フィッシュストーリー(伊坂幸太郎)

フィッシュストーリー

フィッシュストーリー

伊坂幸太郎、初の短編集だ。表題の「フィッシュストーリー」とは<ホラ話>の意。「伊坂作品を彩る名傍役たちが巻き込まれる、新たな事件の数々ーーー。」と帯に書かれてるが、過去の作品の登場人物のななどまったく覚えてないので、普通に単独に楽しみました。逆に言えば過去の作品を何一つ読んでなくても、楽しめる作品だということで。


★「動物園のエンジン」
動物園に寝泊まりし、近隣のマンション建設反対運動に参加する<彼>の真意とは……?
深夜の動物園というシチュエーションがすごく好み。


★「サクリファイス
泥棒兼探偵の黒澤は、ある組織の依頼によってひとりの男を追い、山奥の村までやって来た。
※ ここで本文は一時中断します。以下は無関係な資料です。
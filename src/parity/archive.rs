//! Reference archive loading
//!
//! A reference archive is a set of named arrays saved by the reference
//! implementation. Three containers are understood:
//! - a directory holding one `<name>.npy` file per variable
//! - a `.safetensors` file
//! - a single `.npy` file, named by its file stem

use anyhow::{Context, Result};
use candle_core::{safetensors, DType, Device, Tensor};
use std::collections::BTreeMap;
use std::path::{Path, PathBuf};
use thiserror::Error;
use tracing::{debug, info};

use super::npy_loader::{dtype_name, load_npy};

/// Why a reference archive could not be loaded
#[derive(Debug, Clone, Error, PartialEq)]
pub enum ArchiveError {
    /// Nothing exists at the given path
    #[error("archive not found: {0:?}")]
    NotFound(PathBuf),
    /// The path exists but is not a known container
    #[error("unsupported archive format: {0:?}")]
    UnsupportedFormat(PathBuf),
    /// Reading or parsing failed
    #[error("failed to read archive {path:?}: {message}")]
    Read {
        /// Archive path
        path: PathBuf,
        /// Underlying error chain
        message: String,
    },
}

/// One named array from the archive
#[derive(Debug, Clone)]
pub struct ReferenceArray {
    /// Element type as stored in the archive, NumPy-style (e.g. "int32", "float64")
    pub dtype: String,
    /// Values, possibly widened to a dtype candle supports
    pub tensor: Tensor,
}

impl ReferenceArray {
    /// Wrap a tensor, labelling it with its own dtype
    pub fn from_tensor(tensor: Tensor) -> Self {
        Self {
            dtype: dtype_name(tensor.dtype()).to_string(),
            tensor,
        }
    }

    /// Shape of the stored array
    pub fn shape(&self) -> &[usize] {
        self.tensor.dims()
    }
}

/// Immutable mapping from variable name to reference array
#[derive(Debug, Clone, Default)]
pub struct ReferenceArchive {
    source: Option<PathBuf>,
    arrays: BTreeMap<String, ReferenceArray>,
}

impl ReferenceArchive {
    /// Load an archive from disk
    pub fn load<P: AsRef<Path>>(path: P) -> std::result::Result<Self, ArchiveError> {
        let path = path.as_ref();

        if !path.exists() {
            return Err(ArchiveError::NotFound(path.to_path_buf()));
        }

        let loaded = if path.is_dir() {
            load_npy_dir(path)
        } else {
            match path.extension().and_then(|e| e.to_str()) {
                Some("safetensors") => load_safetensors(path),
                Some("npy") => load_single_npy(path),
                _ => return Err(ArchiveError::UnsupportedFormat(path.to_path_buf())),
            }
        };

        let arrays = loaded.map_err(|e| ArchiveError::Read {
            path: path.to_path_buf(),
            message: format!("{:#}", e),
        })?;

        let archive = Self {
            source: Some(path.to_path_buf()),
            arrays,
        };

        info!("Loaded reference archive {:?}", path);
        info!("Available variables: {:?}", archive.names());
        Ok(archive)
    }

    /// Build an archive from in-memory tensors
    pub fn from_arrays<I, S>(arrays: I) -> Self
    where
        I: IntoIterator<Item = (S, Tensor)>,
        S: Into<String>,
    {
        Self {
            source: None,
            arrays: arrays
                .into_iter()
                .map(|(name, tensor)| (name.into(), ReferenceArray::from_tensor(tensor)))
                .collect(),
        }
    }

    /// Path the archive was loaded from, if any
    pub fn source(&self) -> Option<&Path> {
        self.source.as_deref()
    }

    /// Look up a variable
    pub fn get(&self, name: &str) -> Option<&ReferenceArray> {
        self.arrays.get(name)
    }

    /// Check whether a variable exists
    pub fn contains(&self, name: &str) -> bool {
        self.arrays.contains_key(name)
    }

    /// Variable names, sorted
    pub fn names(&self) -> Vec<&str> {
        self.arrays.keys().map(String::as_str).collect()
    }

    /// Iterate over variables in name order
    pub fn iter(&self) -> impl Iterator<Item = (&str, &ReferenceArray)> {
        self.arrays.iter().map(|(name, array)| (name.as_str(), array))
    }

    /// Number of variables
    pub fn len(&self) -> usize {
        self.arrays.len()
    }

    /// Check if the archive holds no variables
    pub fn is_empty(&self) -> bool {
        self.arrays.is_empty()
    }

    /// Describe every variable: shape, dtype and either its values (fewer
    /// than 10 elements) or its value range
    pub fn describe(&self) -> Result<Vec<VariableInfo>> {
        self.iter()
            .map(|(name, array)| VariableInfo::new(name, array))
            .collect()
    }
}

/// Summary of one archive variable, for listing archive contents
#[derive(Debug, Clone, PartialEq)]
pub struct VariableInfo {
    /// Variable name
    pub name: String,
    /// Shape
    pub shape: Vec<usize>,
    /// Stored element type
    pub dtype: String,
    /// Either all values or the range
    pub contents: VariableContents,
}

/// What a [`VariableInfo`] shows of the values
#[derive(Debug, Clone, PartialEq)]
pub enum VariableContents {
    /// Every value, row-major
    Values(Vec<f64>),
    /// Minimum and maximum
    Range {
        /// Smallest value
        min: f64,
        /// Largest value
        max: f64,
    },
    /// Zero-element array
    Empty,
}

impl VariableContents {
    /// Range of non-empty values; any NaN makes both ends NaN
    fn range(values: &[f64]) -> Self {
        if values.iter().any(|v| v.is_nan()) {
            return Self::Range { min: f64::NAN, max: f64::NAN };
        }
        let min = values.iter().copied().fold(f64::INFINITY, f64::min);
        let max = values.iter().copied().fold(f64::NEG_INFINITY, f64::max);
        Self::Range { min, max }
    }
}

/// Arrays with fewer elements than this are listed in full
const SMALL_ARRAY_LIMIT: usize = 10;

impl VariableInfo {
    fn new(name: &str, array: &ReferenceArray) -> Result<Self> {
        let values = array
            .tensor
            .flatten_all()?
            .to_dtype(DType::F64)?
            .to_vec1::<f64>()
            .with_context(|| format!("Failed to read values of {}", name))?;

        let contents = if values.is_empty() {
            VariableContents::Empty
        } else if values.len() < SMALL_ARRAY_LIMIT {
            VariableContents::Values(values)
        } else {
            VariableContents::range(&values)
        };

        Ok(Self {
            name: name.to_string(),
            shape: array.shape().to_vec(),
            dtype: array.dtype.clone(),
            contents,
        })
    }
}

fn load_npy_dir(dir: &Path) -> Result<BTreeMap<String, ReferenceArray>> {
    let mut arrays = BTreeMap::new();

    let entries = std::fs::read_dir(dir)
        .with_context(|| format!("Failed to list archive directory: {:?}", dir))?;
    for entry in entries {
        let path = entry?.path();
        if path.extension().map_or(true, |e| e != "npy") {
            continue;
        }
        let (name, array) = read_npy_entry(&path)?;
        arrays.insert(name, array);
    }

    debug!("Read {} npy files from {:?}", arrays.len(), dir);
    Ok(arrays)
}

fn load_single_npy(path: &Path) -> Result<BTreeMap<String, ReferenceArray>> {
    let (name, array) = read_npy_entry(path)?;
    Ok(BTreeMap::from([(name, array)]))
}

fn read_npy_entry(path: &Path) -> Result<(String, ReferenceArray)> {
    let name = path
        .file_stem()
        .and_then(|s| s.to_str())
        .ok_or_else(|| anyhow::anyhow!("Invalid variable file name: {:?}", path))?
        .to_string();

    let npy = load_npy(path)?;
    let dtype = npy.element_type()?.name().to_string();
    let tensor = npy
        .to_tensor(&Device::Cpu)
        .with_context(|| format!("Failed to decode {:?}", path))?;

    Ok((name, ReferenceArray { dtype, tensor }))
}

fn load_safetensors(path: &Path) -> Result<BTreeMap<String, ReferenceArray>> {
    let tensors = safetensors::load(path, &Device::Cpu)
        .with_context(|| format!("Failed to load safetensors: {:?}", path))?;

    Ok(tensors
        .into_iter()
        .map(|(name, tensor)| (name, ReferenceArray::from_tensor(tensor)))
        .collect())
}

#[cfg(test)]
mod tests {
    use super::*;
    use crate::parity::npy_loader::save_npy;
    use std::collections::HashMap;

    #[test]
    fn test_missing_path_is_not_found() {
        let err = ReferenceArchive::load("does/not/exist.safetensors").unwrap_err();
        assert!(matches!(err, ArchiveError::NotFound(_)));
    }

    #[test]
    fn test_unknown_extension_is_unsupported() {
        let dir = tempfile::tempdir().unwrap();
        let path = dir.path().join("FADE_key_variables.mat");
        std::fs::write(&path, b"MATLAB 5.0 MAT-file").unwrap();

        let err = ReferenceArchive::load(&path).unwrap_err();
        assert!(matches!(err, ArchiveError::UnsupportedFormat(_)));
    }

    #[test]
    fn test_corrupt_npy_is_read_error() {
        let dir = tempfile::tempdir().unwrap();
        std::fs::write(dir.path().join("R.npy"), b"not an npy file").unwrap();

        let err = ReferenceArchive::load(dir.path()).unwrap_err();
        assert!(matches!(err, ArchiveError::Read { .. }));
    }

    #[test]
    fn test_load_npy_directory() {
        let dir = tempfile::tempdir().unwrap();
        let ps = Tensor::from_vec(vec![8i64], (1, 1), &Device::Cpu).unwrap();
        let r = Tensor::zeros((16, 24), DType::F64, &Device::Cpu).unwrap();
        save_npy(dir.path().join("ps.npy"), &ps).unwrap();
        save_npy(dir.path().join("R.npy"), &r).unwrap();
        std::fs::write(dir.path().join("notes.txt"), b"ignored").unwrap();

        let archive = ReferenceArchive::load(dir.path()).unwrap();
        assert_eq!(archive.names(), vec!["R", "ps"]);
        assert_eq!(archive.get("R").unwrap().shape(), &[16, 24]);
        assert_eq!(archive.get("ps").unwrap().dtype, "int64");
        assert_eq!(archive.source(), Some(dir.path()));
    }

    #[test]
    fn test_load_safetensors() {
        let dir = tempfile::tempdir().unwrap();
        let path = dir.path().join("reference.safetensors");
        let mut tensors = HashMap::new();
        tensors.insert(
            "Ig".to_string(),
            Tensor::from_vec(vec![0.5f64, 1.5], (1, 2), &Device::Cpu).unwrap(),
        );
        safetensors::save(&tensors, &path).unwrap();

        let archive = ReferenceArchive::load(&path).unwrap();
        assert_eq!(archive.len(), 1);
        assert_eq!(archive.get("Ig").unwrap().dtype, "float64");
    }

    #[test]
    fn test_load_single_npy_file() {
        let dir = tempfile::tempdir().unwrap();
        let path = dir.path().join("R.npy");
        let r = Tensor::ones((8, 16), DType::F64, &Device::Cpu).unwrap();
        save_npy(&path, &r).unwrap();

        let archive = ReferenceArchive::load(&path).unwrap();
        assert_eq!(archive.names(), vec!["R"]);
        assert_eq!(archive.get("R").unwrap().shape(), &[8, 16]);
        assert_eq!(archive.source(), Some(path.as_path()));
    }

    #[test]
    fn test_dtype_label_is_the_same_for_every_container() {
        let dir = tempfile::tempdir().unwrap();
        let ps = Tensor::from_vec(vec![8i64], (1, 1), &Device::Cpu).unwrap();

        let npy_path = dir.path().join("ps.npy");
        save_npy(&npy_path, &ps).unwrap();
        let st_path = dir.path().join("reference.safetensors");
        safetensors::save(&HashMap::from([("ps".to_string(), ps.clone())]), &st_path).unwrap();

        let from_npy = ReferenceArchive::load(&npy_path).unwrap();
        let from_st = ReferenceArchive::load(&st_path).unwrap();
        let in_memory = ReferenceArchive::from_arrays([("ps", ps)]);

        assert_eq!(from_npy.get("ps").unwrap().dtype, "int64");
        assert_eq!(from_st.get("ps").unwrap().dtype, "int64");
        assert_eq!(in_memory.describe().unwrap()[0].dtype, "int64");
    }

    #[test]
    fn test_describe_range_keeps_nan() {
        let mut values: Vec<f64> = (0..12).map(f64::from).collect();
        values[5] = f64::NAN;
        let archive = ReferenceArchive::from_arrays([(
            "Ig",
            Tensor::from_vec(values, (3, 4), &Device::Cpu).unwrap(),
        )]);

        let infos = archive.describe().unwrap();
        match infos[0].contents {
            VariableContents::Range { min, max } => assert!(min.is_nan() && max.is_nan()),
            ref other => panic!("expected a range, got {:?}", other),
        }
    }

    #[test]
    fn test_describe_small_and_large_arrays() {
        let archive = ReferenceArchive::from_arrays([
            ("ps", Tensor::from_vec(vec![8i64], (1, 1), &Device::Cpu).unwrap()),
            (
                "R",
                Tensor::arange(0f64, 20f64, &Device::Cpu).unwrap().reshape((4, 5)).unwrap(),
            ),
        ]);

        let infos = archive.describe().unwrap();
        assert_eq!(infos[0].name, "R");
        assert_eq!(infos[0].contents, VariableContents::Range { min: 0.0, max: 19.0 });
        assert_eq!(infos[1].contents, VariableContents::Values(vec![8.0]));
    }
}
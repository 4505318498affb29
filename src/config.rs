//! Configuration loading
//!
//! Settings live in a YAML file; every field is optional and falls back to
//! the defaults below.
//!
//! ```yaml
//! archive: data/FADE_key_variables.safetensors
//! image: data/test_image2.npy
//! tolerance: 1.0e-10
//! max_mismatch_samples: 5
//! patch_size: 8
//! ```

use anyhow::{Context, Result};
use serde::{Deserialize, Serialize};
use std::path::{Path, PathBuf};

use crate::parity::ComparatorConfig;
use crate::{DEFAULT_MISMATCH_SAMPLES, DEFAULT_PATCH_SIZE, DEFAULT_TOLERANCE};

/// Default reference archive location
pub const DEFAULT_ARCHIVE_PATH: &str = "data/FADE_key_variables";

/// Default input image location
pub const DEFAULT_IMAGE_PATH: &str = "data/test_image2.npy";

/// Parity harness configuration
#[derive(Debug, Clone, PartialEq, Serialize, Deserialize)]
#[serde(default)]
pub struct ParityConfig {
    /// Reference archive (npy directory, .safetensors or .npy)
    pub archive: PathBuf,
    /// Input image as a (height, width, channels) .npy array
    pub image: PathBuf,
    /// Absolute comparison tolerance
    pub tolerance: f64,
    /// Mismatching coordinates reported per variable
    pub max_mismatch_samples: usize,
    /// FADE patch edge length
    pub patch_size: usize,
}

impl Default for ParityConfig {
    fn default() -> Self {
        Self {
            archive: PathBuf::from(DEFAULT_ARCHIVE_PATH),
            image: PathBuf::from(DEFAULT_IMAGE_PATH),
            tolerance: DEFAULT_TOLERANCE,
            max_mismatch_samples: DEFAULT_MISMATCH_SAMPLES,
            patch_size: DEFAULT_PATCH_SIZE,
        }
    }
}

impl ParityConfig {
    /// Load and validate a YAML config file
    pub fn load<P: AsRef<Path>>(path: P) -> Result<Self> {
        let path = path.as_ref();
        let content = std::fs::read_to_string(path)
            .with_context(|| format!("Failed to read config: {:?}", path))?;
        let config: Self = serde_yaml::from_str(&content)
            .with_context(|| format!("Failed to parse config: {:?}", path))?;
        config.validate()?;
        Ok(config)
    }

    /// Reject settings no comparison could use
    pub fn validate(&self) -> Result<()> {
        if !self.tolerance.is_finite() || self.tolerance < 0.0 {
            anyhow::bail!("tolerance must be a finite non-negative number, got {}", self.tolerance);
        }
        if self.patch_size == 0 {
            anyhow::bail!("patch_size must be positive");
        }
        Ok(())
    }

    /// Comparator settings derived from this config
    pub fn comparator_config(&self, verbose: bool) -> ComparatorConfig {
        ComparatorConfig {
            tolerance: self.tolerance,
            max_mismatch_samples: self.max_mismatch_samples,
            verbose,
        }
    }
}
そこでは<こもり様>という奇妙な風習があって……?
面白くないわけじゃないけど、もうちょっと村の閉鎖感みたいのがあったほうが良かったかも。初対面の黒澤にみんなベラベラしゃべりすぎだー。


★「フィッシュストーリー」
売れないロックバンドのラストアルバムに残るなぞの空白時間……それが時空を超えて二人の女性を救う!
すごく可愛らしいストーリー。


★「ポテチ」
冴えない泥棒と、監督に嫌われ万年補欠のプロ野球選手。二人を繋ぐ糸とは……?
唯一の書き下ろし。「動物園のエンジン」と並んで、人情味たっぷりのラストです。


というわけでどれも伊坂幸太郎らしい洒落た会話に彩られ、ひねりの利いたライトな物語ばかりで。伊坂ファンならずとも気軽に楽しめる一作だと思います。